[[ Source material open ]]
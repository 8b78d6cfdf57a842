//! WebAPI - REST API Endpoints
//!
//! ## Responsibilities
//!
//! - HTTP API routes
//! - Request validation
//! - Response formatting

mod routes;

pub use routes::create_router;

use axum::extract::State;
use axum::response::IntoResponse;
use axum::Json;

use crate::models::HealthResponse;
use crate::state::AppState;

/// Health check endpoint
pub async fn health_check(State(state): State<AppState>) -> impl IntoResponse {
    let engine_ok = state.engine.health_check().await.unwrap_or(false);
    let db_ok = sqlx::query("SELECT 1").execute(&state.pool).await.is_ok();

    let response = HealthResponse {
        status: "ok".to_string(),
        version: env!("CARGO_PKG_VERSION").to_string(),
        engine_connected: engine_ok,
        db_connected: db_ok,
        active_monitors: state.registry.active_count().await,
    };

    Json(response)
}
[[ Source material closed ]]
▶ Aim of the exercise: Restate every entry exactly. Leave nothing out.

▶ Response to the exercise:
repository 8b78d6cfdf57a842
//! WebAPI - REST API Endpoints
//!
//! ## Responsibilities
//!
//! - HTTP API routes
//! - Request validation
//! - Response formatting

mod routes;

pub use routes::create_router;

use axum::extract::State;
use axum::response::IntoResponse;
use axum::Json;

use crate::models::HealthResponse;
use crate::state::AppState;

/// Health check endpoint
pub async fn health_check(State(state): State<AppState>) -> impl IntoResponse {
    let engine_ok = state.engine.health_check().await.unwrap_or(false);
    let db_ok = sqlx::query("SELECT 1").execute(&state.pool).await.is_ok();

    let response = HealthResponse {
        status: "ok".to_string(),
        version: env!("CARGO_PKG_VERSION").to_string(),
        engine_connected: engine_ok,
        db_connected: db_ok,
        active_monitors: state.registry.active_count().await,
    };

    Json(response)
}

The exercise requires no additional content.